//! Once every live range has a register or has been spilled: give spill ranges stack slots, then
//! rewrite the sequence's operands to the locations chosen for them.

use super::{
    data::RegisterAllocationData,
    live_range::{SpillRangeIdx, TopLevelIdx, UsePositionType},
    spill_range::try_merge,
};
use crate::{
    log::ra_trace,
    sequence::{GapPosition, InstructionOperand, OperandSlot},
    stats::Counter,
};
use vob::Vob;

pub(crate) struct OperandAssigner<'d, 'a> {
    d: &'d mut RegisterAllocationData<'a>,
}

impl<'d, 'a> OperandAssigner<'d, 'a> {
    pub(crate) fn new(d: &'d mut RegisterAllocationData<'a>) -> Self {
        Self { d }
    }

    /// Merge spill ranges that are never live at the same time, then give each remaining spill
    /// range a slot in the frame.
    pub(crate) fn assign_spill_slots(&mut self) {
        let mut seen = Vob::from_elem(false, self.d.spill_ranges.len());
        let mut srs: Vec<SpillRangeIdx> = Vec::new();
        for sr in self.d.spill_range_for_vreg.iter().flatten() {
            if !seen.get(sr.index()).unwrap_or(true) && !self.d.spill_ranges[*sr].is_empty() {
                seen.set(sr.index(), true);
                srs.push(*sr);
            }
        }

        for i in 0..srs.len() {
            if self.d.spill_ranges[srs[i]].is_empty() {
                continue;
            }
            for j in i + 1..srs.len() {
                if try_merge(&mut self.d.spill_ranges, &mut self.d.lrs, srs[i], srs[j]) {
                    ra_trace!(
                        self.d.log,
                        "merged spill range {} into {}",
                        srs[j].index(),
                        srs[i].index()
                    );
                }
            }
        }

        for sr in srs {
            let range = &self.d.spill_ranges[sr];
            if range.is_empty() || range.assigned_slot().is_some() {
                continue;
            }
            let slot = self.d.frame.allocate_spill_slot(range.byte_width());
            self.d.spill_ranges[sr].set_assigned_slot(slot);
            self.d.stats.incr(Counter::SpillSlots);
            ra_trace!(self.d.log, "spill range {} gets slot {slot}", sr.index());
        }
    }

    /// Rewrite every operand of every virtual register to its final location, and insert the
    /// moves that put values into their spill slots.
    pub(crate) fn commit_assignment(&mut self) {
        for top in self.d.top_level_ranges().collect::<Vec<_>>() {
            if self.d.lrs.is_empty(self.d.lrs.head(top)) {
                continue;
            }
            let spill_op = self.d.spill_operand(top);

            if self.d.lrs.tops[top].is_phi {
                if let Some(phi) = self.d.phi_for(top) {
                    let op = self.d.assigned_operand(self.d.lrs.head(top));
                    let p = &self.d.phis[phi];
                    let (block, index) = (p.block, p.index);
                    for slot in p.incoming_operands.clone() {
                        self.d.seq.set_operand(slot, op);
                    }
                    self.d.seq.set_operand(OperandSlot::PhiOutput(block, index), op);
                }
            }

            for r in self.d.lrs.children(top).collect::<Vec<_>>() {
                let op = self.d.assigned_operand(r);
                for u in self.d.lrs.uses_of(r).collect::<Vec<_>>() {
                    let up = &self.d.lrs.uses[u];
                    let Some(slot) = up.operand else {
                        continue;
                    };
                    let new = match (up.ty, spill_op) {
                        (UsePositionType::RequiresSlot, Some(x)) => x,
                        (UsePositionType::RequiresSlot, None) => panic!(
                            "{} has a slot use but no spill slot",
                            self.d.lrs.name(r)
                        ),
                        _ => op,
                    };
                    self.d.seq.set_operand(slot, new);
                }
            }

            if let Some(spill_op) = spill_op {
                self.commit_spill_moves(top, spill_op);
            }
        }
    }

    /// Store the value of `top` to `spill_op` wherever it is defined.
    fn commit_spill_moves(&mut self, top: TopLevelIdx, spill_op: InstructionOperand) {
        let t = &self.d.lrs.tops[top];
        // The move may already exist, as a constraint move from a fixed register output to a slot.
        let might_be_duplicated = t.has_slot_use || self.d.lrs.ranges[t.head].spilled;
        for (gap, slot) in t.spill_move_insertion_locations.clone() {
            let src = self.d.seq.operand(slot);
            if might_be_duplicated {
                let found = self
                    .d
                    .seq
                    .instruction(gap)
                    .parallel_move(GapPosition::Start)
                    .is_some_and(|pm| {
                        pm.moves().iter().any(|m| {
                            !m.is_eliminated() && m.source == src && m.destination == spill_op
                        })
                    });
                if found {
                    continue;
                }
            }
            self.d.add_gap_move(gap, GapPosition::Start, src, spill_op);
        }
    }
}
----------------
Everything in the data above is to be given again, unchanged.

//! Once every live range has a register or has been spilled: give spill ranges stack slots, then
//! rewrite the sequence's operands to the locations chosen for them.

use super::{
    data::RegisterAllocationData,
    live_range::{SpillRangeIdx, TopLevelIdx, UsePositionType},
    spill_range::try_merge,
};
use crate::{
    log::ra_trace,
    sequence::{GapPosition, InstructionOperand, OperandSlot},
    stats::Counter,
};
use vob::Vob;

pub(crate) struct OperandAssigner<'d, 'a> {
    d: &'d mut RegisterAllocationData<'a>,
}

impl<'d, 'a> OperandAssigner<'d, 'a> {
    pub(crate) fn new(d: &'d mut RegisterAllocationData<'a>) -> Self {
        Self { d }
    }

    /// Merge spill ranges that are never live at the same time, then give each remaining spill
    /// range a slot in the frame.
    pub(crate) fn assign_spill_slots(&mut self) {
        let mut seen = Vob::from_elem(false, self.d.spill_ranges.len());
        let mut srs: Vec<SpillRangeIdx> = Vec::new();
        for sr in self.d.spill_range_for_vreg.iter().flatten() {
            if !seen.get(sr.index()).unwrap_or(true) && !self.d.spill_ranges[*sr].is_empty() {
                seen.set(sr.index(), true);
                srs.push(*sr);
            }
        }

        for i in 0..srs.len() {
            if self.d.spill_ranges[srs[i]].is_empty() {
                continue;
            }
            for j in i + 1..srs.len() {
                if try_merge(&mut self.d.spill_ranges, &mut self.d.lrs, srs[i], srs[j]) {
                    ra_trace!(
                        self.d.log,
                        "merged spill range {} into {}",
                        srs[j].index(),
                        srs[i].index()
                    );
                }
            }
        }

        for sr in srs {
            let range = &self.d.spill_ranges[sr];
            if range.is_empty() || range.assigned_slot().is_some() {
                continue;
            }
            let slot = self.d.frame.allocate_spill_slot(range.byte_width());
            self.d.spill_ranges[sr].set_assigned_slot(slot);
            self.d.stats.incr(Counter::SpillSlots);
            ra_trace!(self.d.log, "spill range {} gets slot {slot}", sr.index());
        }
    }

    /// Rewrite every operand of every virtual register to its final location, and insert the
    /// moves that put values into their spill slots.
    pub(crate) fn commit_assignment(&mut self) {
        for top in self.d.top_level_ranges().collect::<Vec<_>>() {
            if self.d.lrs.is_empty(self.d.lrs.head(top)) {
                continue;
            }
            let spill_op = self.d.spill_operand(top);

            if self.d.lrs.tops[top].is_phi {
                if let Some(phi) = self.d.phi_for(top) {
                    let op = self.d.assigned_operand(self.d.lrs.head(top));
                    let p = &self.d.phis[phi];
                    let (block, index) = (p.block, p.index);
                    for slot in p.incoming_operands.clone() {
                        self.d.seq.set_operand(slot, op);
                    }
                    self.d.seq.set_operand(OperandSlot::PhiOutput(block, index), op);
                }
            }

            for r in self.d.lrs.children(top).collect::<Vec<_>>() {
                let op = self.d.assigned_operand(r);
                for u in self.d.lrs.uses_of(r).collect::<Vec<_>>() {
                    let up = &self.d.lrs.uses[u];
                    let Some(slot) = up.operand else {
                        continue;
                    };
                    let new = match (up.ty, spill_op) {
                        (UsePositionType::RequiresSlot, Some(x)) => x,
                        (UsePositionType::RequiresSlot, None) => panic!(
                            "{} has a slot use but no spill slot",
                            self.d.lrs.name(r)
                        ),
                        _ => op,
                    };
                    self.d.seq.set_operand(slot, new);
                }
            }

            if let Some(spill_op) = spill_op {
                self.commit_spill_moves(top, spill_op);
            }
        }
    }

    /// Store the value of `top` to `spill_op` wherever it is defined.
    fn commit_spill_moves(&mut self, top: TopLevelIdx, spill_op: InstructionOperand) {
        let t = &self.d.lrs.tops[top];
        // The move may already exist, as a constraint move from a fixed register output to a slot.
        let might_be_duplicated = t.has_slot_use || self.d.lrs.ranges[t.head].spilled;
        for (gap, slot) in t.spill_move_insertion_locations.clone() {
            let src = self.d.seq.operand(slot);
            if might_be_duplicated {
                let found = self
                    .d
                    .seq
                    .instruction(gap)
                    .parallel_move(GapPosition::Start)
                    .is_some_and(|pm| {
                        pm.moves().iter().any(|m| {
                            !m.is_eliminated() && m.source == src && m.destination == spill_op
                        })
                    });
                if found {
                    continue;
                }
            }
            self.d.add_gap_move(gap, GapPosition::Start, src, spill_op);
        }
    }
}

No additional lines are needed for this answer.